### WHAT THIS TASK INVOLVES
Reproduce exactly the lines from the top of the records below through the line holding "absorbs a single".

### STORED DATA
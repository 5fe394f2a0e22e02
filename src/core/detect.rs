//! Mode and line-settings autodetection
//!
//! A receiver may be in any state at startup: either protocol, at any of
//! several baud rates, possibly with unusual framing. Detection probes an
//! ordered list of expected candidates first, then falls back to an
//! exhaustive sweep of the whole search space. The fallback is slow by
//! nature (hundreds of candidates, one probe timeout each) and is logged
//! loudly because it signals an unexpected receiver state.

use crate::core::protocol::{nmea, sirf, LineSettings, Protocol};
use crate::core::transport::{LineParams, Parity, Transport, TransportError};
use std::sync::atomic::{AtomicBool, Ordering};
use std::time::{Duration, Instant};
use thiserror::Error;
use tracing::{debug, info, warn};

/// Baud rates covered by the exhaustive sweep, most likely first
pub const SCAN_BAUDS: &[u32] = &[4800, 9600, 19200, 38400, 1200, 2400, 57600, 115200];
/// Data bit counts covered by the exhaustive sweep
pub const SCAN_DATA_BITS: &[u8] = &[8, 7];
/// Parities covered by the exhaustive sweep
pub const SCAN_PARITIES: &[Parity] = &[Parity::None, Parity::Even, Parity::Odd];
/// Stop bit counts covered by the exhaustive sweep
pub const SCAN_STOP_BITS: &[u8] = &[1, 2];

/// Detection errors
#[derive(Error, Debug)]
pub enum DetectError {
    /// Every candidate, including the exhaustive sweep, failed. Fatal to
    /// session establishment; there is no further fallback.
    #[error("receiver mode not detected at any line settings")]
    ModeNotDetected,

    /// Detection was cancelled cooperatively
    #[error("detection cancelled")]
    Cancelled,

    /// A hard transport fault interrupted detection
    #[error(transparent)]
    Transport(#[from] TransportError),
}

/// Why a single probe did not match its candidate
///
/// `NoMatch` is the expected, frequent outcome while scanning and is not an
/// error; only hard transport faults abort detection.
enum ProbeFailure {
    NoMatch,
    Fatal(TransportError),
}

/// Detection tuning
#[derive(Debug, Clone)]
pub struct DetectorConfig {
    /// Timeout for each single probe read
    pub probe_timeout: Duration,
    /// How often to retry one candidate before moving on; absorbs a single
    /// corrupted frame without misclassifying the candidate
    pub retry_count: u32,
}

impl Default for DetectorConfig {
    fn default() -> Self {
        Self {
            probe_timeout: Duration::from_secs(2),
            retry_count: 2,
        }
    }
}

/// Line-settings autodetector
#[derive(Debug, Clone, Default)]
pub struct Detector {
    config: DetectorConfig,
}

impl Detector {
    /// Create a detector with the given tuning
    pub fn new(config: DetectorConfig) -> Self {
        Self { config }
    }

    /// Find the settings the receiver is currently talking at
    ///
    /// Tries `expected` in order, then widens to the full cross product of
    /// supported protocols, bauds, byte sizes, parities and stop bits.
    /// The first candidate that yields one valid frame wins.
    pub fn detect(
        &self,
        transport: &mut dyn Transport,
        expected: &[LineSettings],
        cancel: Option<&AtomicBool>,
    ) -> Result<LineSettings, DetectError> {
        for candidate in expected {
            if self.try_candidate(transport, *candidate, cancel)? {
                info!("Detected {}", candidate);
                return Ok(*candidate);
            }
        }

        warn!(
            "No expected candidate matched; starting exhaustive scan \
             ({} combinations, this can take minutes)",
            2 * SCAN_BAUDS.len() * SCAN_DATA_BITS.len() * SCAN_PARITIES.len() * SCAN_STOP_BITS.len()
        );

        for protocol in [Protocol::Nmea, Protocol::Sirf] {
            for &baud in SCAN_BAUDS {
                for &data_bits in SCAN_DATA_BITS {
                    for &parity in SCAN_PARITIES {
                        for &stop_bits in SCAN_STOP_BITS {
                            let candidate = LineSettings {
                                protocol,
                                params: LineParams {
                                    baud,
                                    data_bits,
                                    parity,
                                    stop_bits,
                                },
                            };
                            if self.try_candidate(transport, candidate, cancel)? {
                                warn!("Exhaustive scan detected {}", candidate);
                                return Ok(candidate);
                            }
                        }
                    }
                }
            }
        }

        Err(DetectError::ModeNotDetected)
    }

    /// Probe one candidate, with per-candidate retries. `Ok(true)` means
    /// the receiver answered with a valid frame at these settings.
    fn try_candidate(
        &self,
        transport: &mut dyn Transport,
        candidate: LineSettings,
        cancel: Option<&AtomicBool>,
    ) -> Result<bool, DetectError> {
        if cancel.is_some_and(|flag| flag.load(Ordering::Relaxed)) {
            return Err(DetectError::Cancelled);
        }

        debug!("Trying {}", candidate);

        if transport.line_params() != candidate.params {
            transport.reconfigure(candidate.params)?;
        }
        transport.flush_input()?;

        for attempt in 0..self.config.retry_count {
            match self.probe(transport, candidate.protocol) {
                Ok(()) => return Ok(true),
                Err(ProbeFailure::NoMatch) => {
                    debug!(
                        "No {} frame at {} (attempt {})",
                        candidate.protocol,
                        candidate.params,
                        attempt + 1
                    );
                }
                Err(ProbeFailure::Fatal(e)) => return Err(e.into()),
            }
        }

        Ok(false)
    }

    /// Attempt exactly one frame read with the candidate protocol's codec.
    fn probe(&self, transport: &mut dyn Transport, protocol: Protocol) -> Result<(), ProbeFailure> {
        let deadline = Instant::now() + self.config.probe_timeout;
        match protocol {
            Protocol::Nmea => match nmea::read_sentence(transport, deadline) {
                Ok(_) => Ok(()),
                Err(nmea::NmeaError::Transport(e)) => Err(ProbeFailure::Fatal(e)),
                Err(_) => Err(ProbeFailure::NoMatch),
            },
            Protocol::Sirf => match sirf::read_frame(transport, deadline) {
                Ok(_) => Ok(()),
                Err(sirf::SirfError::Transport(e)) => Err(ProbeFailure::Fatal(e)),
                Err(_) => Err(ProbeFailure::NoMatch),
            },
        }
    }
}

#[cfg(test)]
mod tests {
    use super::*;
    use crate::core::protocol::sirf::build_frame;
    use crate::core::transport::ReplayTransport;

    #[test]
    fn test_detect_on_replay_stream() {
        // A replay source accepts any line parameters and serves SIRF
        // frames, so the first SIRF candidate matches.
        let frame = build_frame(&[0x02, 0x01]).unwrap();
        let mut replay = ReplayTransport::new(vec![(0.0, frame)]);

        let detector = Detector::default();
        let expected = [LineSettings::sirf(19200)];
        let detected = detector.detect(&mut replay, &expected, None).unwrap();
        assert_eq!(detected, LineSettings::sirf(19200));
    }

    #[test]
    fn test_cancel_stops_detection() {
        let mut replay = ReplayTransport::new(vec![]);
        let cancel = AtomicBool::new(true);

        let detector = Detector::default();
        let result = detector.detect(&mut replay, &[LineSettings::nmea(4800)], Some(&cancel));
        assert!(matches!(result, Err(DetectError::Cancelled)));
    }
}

### COMPLETED TASK
repository 5fe394f2a0e22e02
filename src/core/detect.rs
//! Mode and line-settings autodetection
//!
//! A receiver may be in any state at startup: either protocol, at any of
//! several baud rates, possibly with unusual framing. Detection probes an
//! ordered list of expected candidates first, then falls back to an
//! exhaustive sweep of the whole search space. The fallback is slow by
//! nature (hundreds of candidates, one probe timeout each) and is logged
//! loudly because it signals an unexpected receiver state.

use crate::core::protocol::{nmea, sirf, LineSettings, Protocol};
use crate::core::transport::{LineParams, Parity, Transport, TransportError};
use std::sync::atomic::{AtomicBool, Ordering};
use std::time::{Duration, Instant};
use thiserror::Error;
use tracing::{debug, info, warn};

/// Baud rates covered by the exhaustive sweep, most likely first
pub const SCAN_BAUDS: &[u32] = &[4800, 9600, 19200, 38400, 1200, 2400, 57600, 115200];
/// Data bit counts covered by the exhaustive sweep
pub const SCAN_DATA_BITS: &[u8] = &[8, 7];
/// Parities covered by the exhaustive sweep
pub const SCAN_PARITIES: &[Parity] = &[Parity::None, Parity::Even, Parity::Odd];
/// Stop bit counts covered by the exhaustive sweep
pub const SCAN_STOP_BITS: &[u8] = &[1, 2];

/// Detection errors
#[derive(Error, Debug)]
pub enum DetectError {
    /// Every candidate, including the exhaustive sweep, failed. Fatal to
    /// session establishment; there is no further fallback.
    #[error("receiver mode not detected at any line settings")]
    ModeNotDetected,

    /// Detection was cancelled cooperatively
    #[error("detection cancelled")]
    Cancelled,

    /// A hard transport fault interrupted detection
    #[error(transparent)]
    Transport(#[from] TransportError),
}

/// Why a single probe did not match its candidate
///
/// `NoMatch` is the expected, frequent outcome while scanning and is not an
/// error; only hard transport faults abort detection.
enum ProbeFailure {
    NoMatch,
    Fatal(TransportError),
}

/// Detection tuning
#[derive(Debug, Clone)]
pub struct DetectorConfig {
    /// Timeout for each single probe read
    pub probe_timeout: Duration,
    /// How often to retry one candidate before moving on; absorbs a single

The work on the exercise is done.